Wet Season

Days shouldn’t be dark, bewildering senses
into endless, disturbed sleep.

Rain is droning a Bob Dylan number
on the corrugated iron roof, not one of his better songs,

going on and on and on,
stanza overload, eating away at my sanity.

Peripheral vision of my brain, still inundated with sleep
takes in the gloom and hypnotic monotony,

you are so tired, sleep, sleep,
you will keep sleeping.

It’s been raining for days now.

There’s no point rising, it won’t go away,
it’s hopeless, there’s no getting out.

I can feel my heart taking a dive,
weighing up another day of endless barrage.

I have reached saturation point
and my insides have started to decompose,

in concert with the forward marching mould and mildew.
I can’t stomach anything anymore.

It’s been raining for weeks now.

The stinking rottenness of it all has taken over,
invading new territory,

complete obliteration of nerves
that were already shot to pieces.

Fabric is beginning to decay
in the sodden, suffocating humidity.

Rank mud is infiltrating cracks in my foundations,
like a toxic secret which slowly corrupts.

Dread rises with the flood waters,
and is trapped with all the other mind junk.

It’s been raining for months now.

31 thoughts on “The Wet Season

  1. That is very grey and appropriately droney. It has a rhythm and sounds that accentuate the long slow slide into depression too. Perfectly made and very evocative. The sky is very blue and shiny today.

  2. Hi Gabrielle!

    I had to tell you how great this stanza was:

    ‘The rain is droning a Bob Dylan number
    on the corrugated iron roof
    not one of his better songs
    it goes on and on and on
    stanza overload
    eating away at my sanity.’

    I nearly laughed aloud when I read ‘not one of his better songs/it goes on and on’ – what an excellent description of rain when it’s not welcome, a song that just won’t finish!
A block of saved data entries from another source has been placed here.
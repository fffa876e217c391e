/*
* Licensed to Elasticsearch B.V. under one or more contributor
* license agreements. See the NOTICE file distributed with
* this work for additional information regarding copyright
* ownership. Elasticsearch B.V. licenses this file to you under
* the Apache License, Version 2.0 (the "License"); you may
* not use this file except in compliance with the License.
* You may obtain a copy of the License at
*
*  http://www.apache.org/licenses/LICENSE-2.0
*
* Unless required by applicable law or agreed to in writing,
* software distributed under the License is distributed on an
* "AS IS" BASIS, WITHOUT WARRANTIES OR CONDITIONS OF ANY
* KIND, either express or implied.  See the License for the
* specific language governing permissions and limitations
* under the License.
*/

#![allow(dead_code)]
#![warn(missing_docs)]
#![doc(test(attr(allow(unused_variables), deny(warnings))))]

//! # Geogrid
//! Exact nearest-neighbour search over the points of geospatial grids, and the caches that
//! let a search structure be built once and reused across runs.
//!
//! ## Search trees
//! A [`SearchTree`] is a forest of static k-d trees over 2D or 3D points, each stored with a
//! payload (the grid index by default). Bulk builds give one tree; inserts follow the
//! logarithmic method, merging equal sized trees, so the forest never has more than
//! `log2(n) + 1` members. Ties between equally close points go to the one inserted first.
//!
//! Grids are indexed through a [`SearchTreeBuilder`], which picks the embedding: the plane of
//! `(lon, lat)`, a sphere, or an ellipsoid. The 3D embeddings search by chord length, which
//! orders points the same way as distance along the surface.
//!
//! ## Caches
//! [`MemoryCache`], [`DiskCache`] and [`MappedCache`] all register with a
//! [`CacheRegistry`], which can total their footprints and purge them. Trees are stored under
//! a [`Fingerprint`] of the grid description and tree parameters. A [`utils::TreeCache`]
//! strings the layers together: memory, then disk, then build.
//!
//! Serialised trees use a flat, 8 byte aligned layout (see [`format`]) that a memory map can
//! answer queries from without decoding.

#[cfg(test)]
#[macro_use]
extern crate assert_approx_eq;

pub mod errors;
pub use errors::{GeogridError, GeogridResult};

mod searchtree;
pub use searchtree::{
    Embedding, GridTree, KdNode, Neighbour, Payload, PlanarTree, SearchTree, SearchTreeBuilder,
    SphericalTree, TreeView, DEFAULT_LEAF_SIZE,
};

pub mod cache;
pub use cache::{
    CacheKind, CacheRegistry, CachedArtifact, DiskCache, Fingerprint, MappedBytes, MappedCache,
    MappedSearchTree, MemoryCache, RegisteredCache,
};

pub mod format;
pub mod utils;

pub use gridcloud::{Grid, GridSpec, LatLon, Point2, Point3};
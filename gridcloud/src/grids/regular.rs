/*
* Licensed to Elasticsearch B.V. under one or more contributor
* license agreements. See the NOTICE file distributed with
* this work for additional information regarding copyright
* ownership. Elasticsearch B.V. licenses this file to you under
* the Apache License, Version 2.0 (the "License"); you may
* not use this file except in compliance with the License.
* You may obtain a copy of the License at
*
*  http://www.apache.org/licenses/LICENSE-2.0
*
* Unless required by applicable law or agreed to in writing,
* software distributed under the License is distributed on an
* "AS IS" BASIS, WITHOUT WARRANTIES OR CONDITIONS OF ANY
* KIND, either express or implied.  See the License for the
* specific language governing permissions and limitations
* under the License.
*/

use super::*;

/// Regular latitude/longitude grid. Both axes are linear spacings, latitudes run north to
/// south and every row has the same longitudes.
#[derive(Clone, Debug, PartialEq)]
pub struct RegularGrid {
    bbox: BoundingBox,
    lon: LinearSpacing,
    lat: LinearSpacing,
}

impl RegularGrid {
    /// `ni` longitudes by `nj` latitudes spanning `bbox`. On a west-east periodic box the
    /// east edge is the west edge again and is not repeated.
    pub fn new(bbox: BoundingBox, ni: usize, nj: usize) -> GridResult<RegularGrid> {
        if ni == 0 || nj == 0 {
            return Err(GridError::invalid(format!(
                "a regular grid needs ni and nj above zero, got {} x {}",
                ni, nj
            )));
        }
        let lon_step = if bbox.is_periodic_west_east() {
            360.0 / ni as f64
        } else if ni == 1 {
            0.0
        } else {
            bbox.width() / (ni - 1) as f64
        };
        let lat_step = if nj == 1 {
            0.0
        } else {
            -bbox.height() / (nj - 1) as f64
        };
        Ok(RegularGrid {
            bbox,
            lon: LinearSpacing::new(bbox.west(), lon_step, ni),
            lat: LinearSpacing::new(bbox.north(), lat_step, nj),
        })
    }

    /// A grid with the given increments, anchored at the north-west corner of `bbox`.
    pub fn from_increments(
        bbox: BoundingBox,
        west_east_increment: f64,
        south_north_increment: f64,
    ) -> GridResult<RegularGrid> {
        if !(west_east_increment > 0.0 && south_north_increment > 0.0) {
            return Err(GridError::invalid(format!(
                "increments must be positive, got {} and {}",
                west_east_increment, south_north_increment
            )));
        }
        let ni = if bbox.is_periodic_west_east() {
            let n = 360.0 / west_east_increment;
            if (n - n.round()).abs() > 1e-6 {
                return Err(GridError::invalid(format!(
                    "west-east increment {} does not divide the globe",
                    west_east_increment
                )));
            }
            n.round() as usize
        } else {
            (bbox.width() / west_east_increment + 1e-9).floor() as usize + 1
        };
        let nj = (bbox.height() / south_north_increment + 1e-9).floor() as usize + 1;
        Ok(RegularGrid {
            bbox,
            lon: LinearSpacing::new(bbox.west(), west_east_increment, ni),
            lat: LinearSpacing::new(bbox.north(), -south_north_increment, nj),
        })
    }

    /// Points per row
    pub fn ni(&self) -> usize {
        self.lon.count
    }

    /// Number of rows
    pub fn nj(&self) -> usize {
        self.lat.count
    }

    ///
    pub fn size(&self) -> usize {
        self.lon.count * self.lat.count
    }

    ///
    pub fn bounding_box(&self) -> BoundingBox {
        self.bbox
    }

    /// The longitude rule
    pub fn lon_spacing(&self) -> LinearSpacing {
        self.lon
    }

    /// The latitude rule
    pub fn lat_spacing(&self) -> LinearSpacing {
        self.lat
    }

    ///
    pub fn latitudes(&self) -> Vec<f64> {
        self.lat.values()
    }

    ///
    pub fn longitudes(&self) -> Vec<f64> {
        self.lon.values()
    }

    /// Point `index`, row major.
    pub fn point(&self, index: usize) -> LatLon {
        assert!(
            index < self.size(),
            "point {} out of range ({} points)",
            index,
            self.size()
        );
        let ni = self.lon.count;
        LatLon::new(self.lat.value(index / ni), self.lon.value(index % ni))
    }

    pub(crate) fn cropped(&self, bbox: &BoundingBox) -> GridResult<Grid> {
        let region = self.bbox.intersection(bbox).unwrap_or(*bbox);
        let rows: Vec<f64> = self
            .lat
            .values()
            .into_iter()
            .filter(|lat| in_band(*lat, bbox))
            .collect();
        let (lons, contiguous) = kept_run(self.lon.values().into_iter(), self.lon.step, bbox);

        if rows.is_empty() || lons.is_empty() {
            return Ok(Grid::Regular(RegularGrid {
                bbox: region,
                lon: LinearSpacing::new(region.west(), self.lon.step, 0),
                lat: LinearSpacing::new(region.north(), self.lat.step, 0),
            }));
        }
        if contiguous {
            Ok(Grid::Regular(RegularGrid {
                bbox: region,
                lon: LinearSpacing::new(lons[0], self.lon.step, lons.len()),
                lat: LinearSpacing::new(rows[0], self.lat.step, rows.len()),
            }))
        } else {
            debug!("crop splits the rows of a regular grid, keeping an unstructured list");
            let points = rows
                .iter()
                .flat_map(|lat| lons.iter().map(move |lon| LatLon::new(*lat, *lon)))
                .collect();
            Ok(Grid::Unstructured(UnstructuredGrid::new(points)))
        }
    }
}

#[cfg(test)]
mod tests {
    use super::*;

    #[test]
    fn global_grid_does_not_repeat_the_seam() {
        let g = RegularGrid::new(BoundingBox::global(), 8, 5).unwrap();
        assert_eq!(g.size(), 40);
        let lons = g.longitudes();
        assert_approx_eq!(lons[7], 315.0);
        assert_eq!(g.latitudes(), vec![90.0, 45.0, 0.0, -45.0, -90.0]);
    }

    #[test]
    fn regional_grid_hits_both_edges() {
        let bbox = BoundingBox::new(10.0, -10.0, -10.0, 10.0).unwrap();
        let g = RegularGrid::new(bbox, 5, 3).unwrap();
        assert_eq!(g.longitudes(), vec![-10.0, -5.0, 0.0, 5.0, 10.0]);
        assert_eq!(g.latitudes(), vec![10.0, 0.0, -10.0]);
    }

    #[test]
    fn increments() {
        let g = RegularGrid::from_increments(BoundingBox::global(), 1.5, 1.5).unwrap();
        assert_eq!(g.ni(), 240);
        assert_eq!(g.nj(), 121);
        assert!(RegularGrid::from_increments(BoundingBox::global(), 7.0, 1.0)
            .unwrap_err()
            .is_config_error());
        let bbox = BoundingBox::new(50.0, 0.0, 40.0, 10.0).unwrap();
        let g = RegularGrid::from_increments(bbox, 0.25, 0.5).unwrap();
        assert_eq!(g.ni(), 41);
        assert_eq!(g.nj(), 21);
    }

    #[test]
    fn zero_counts_are_rejected() {
        assert!(RegularGrid::new(BoundingBox::global(), 0, 4).is_err());
    }

    #[test]
    fn row_major_points() {
        let g = RegularGrid::new(BoundingBox::global(), 4, 3).unwrap();
        assert_eq!(g.point(5), LatLon::new(0.0, 90.0));
    }

    #[test]
    fn crop_keeps_a_regular_grid() {
        let g = RegularGrid::new(BoundingBox::global(), 8, 5).unwrap();
        let bbox = BoundingBox::new(50.0, -50.0, -10.0, 50.0).unwrap();
        match g.cropped(&bbox).unwrap() {
            Grid::Regular(c) => {
                assert_eq!(c.longitudes(), vec![-45.0, 0.0, 45.0]);
                assert_eq!(c.latitudes(), vec![45.0, 0.0]);
                assert_eq!(c.size(), 6);
            }
            other => panic!("expected a regular grid, got {:?}", other),
        }
    }

    #[test]
    fn crop_outside_is_empty() {
        let bbox = BoundingBox::new(10.0, 0.0, -10.0, 40.0).unwrap();
        let g = RegularGrid::new(bbox, 5, 5).unwrap();
        let far = BoundingBox::new(10.0, 100.0, -10.0, 120.0).unwrap();
        assert_eq!(g.cropped(&far).unwrap().size(), 0);
    }
}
  3. “I can’t stomach anything anymore”
    we all know this…it is a good phrase to say, saying it aloud, phrasing it help me to deal with it.
    love your poem, I can smell the rain.

  4. This is great, the tone really pushed a depression into me, love the Dylan reference, that it was one of his endless monotine pieces, I can feel the pain of being stuck in the house. Next time maybe flick the Dylan tape to ‘Rainy Day Women #39’.

    1. Ha,ha,ha – where the hell did he get that title from (they were all stoned and drunk when they recorded it – he said he wouldn’t record it otherwise). Thanks Mark – I’m glad my poem had that effect on you – that was the intent. Maybe I should post a warning with it – do not read if feeling depressed.

  5. Thanks for the rain. It made me feel for a moment that it was raining here. So dry – as a chip. You soaked my senses anyway. Ta.

    1. We’ve got fires everywhere at the moment – Rocky, Bundy, Childers. They nearly closed the road to Bundy last week cause the fire was up against the road. Lucky it rained heavily here on the weekend.

  6. Oooh, Gabrielle — this gave me the shivers and evoked a great deal within me. Many feelings, among them appreciation that for me, a period of “rain”, much like you described, has hopefully (oh please) ended.

    But as you say so well in your poem, “Some of it will stay for decades after the flood / retreats back behind the usually tough banks. / The dread rises with the flood waters.” We are never the same after such a deluge, particularly months of such a deluge. But oh, the appreciation when the rain finally stops, despite the dread that it could come back…

  7. Gabrielle, you would have to post the warning for life generally regarding the dangers of depression and pleasure. The poem really catches it — I find recollections here too, like the others. Also, this sense that poetry creates something out of it, out of what would otherwise be only sadness. The poetry crystalizes it, and you can stand apart and look at it as a thing in the world. A crystal catches light.

    Very telling your comment to Brad about striving for imperfection. My head is still full of my “art rant” in which I feared being mistaken for a curmudgeon (with a pun on mud in light of your poem). Yet all the fine honed skill maybe gets us imperfection, and that imperfection has a nub to it, like sand paper, like a file, with a texture that wakes us.

    And we do want to wake! as your poem attests –ak

  8. Thanks Aletha. I loved your ‘rant’ and couldn’t agree more. As usual I am referring to people when I talk about perfection (the perfectionist attitude which causes depression) and all people have imperfections and they are still wonderful and lovable.

  9. I particularly like the comparison to Bob Dylan! Definitely an appropriate time to repost the poem!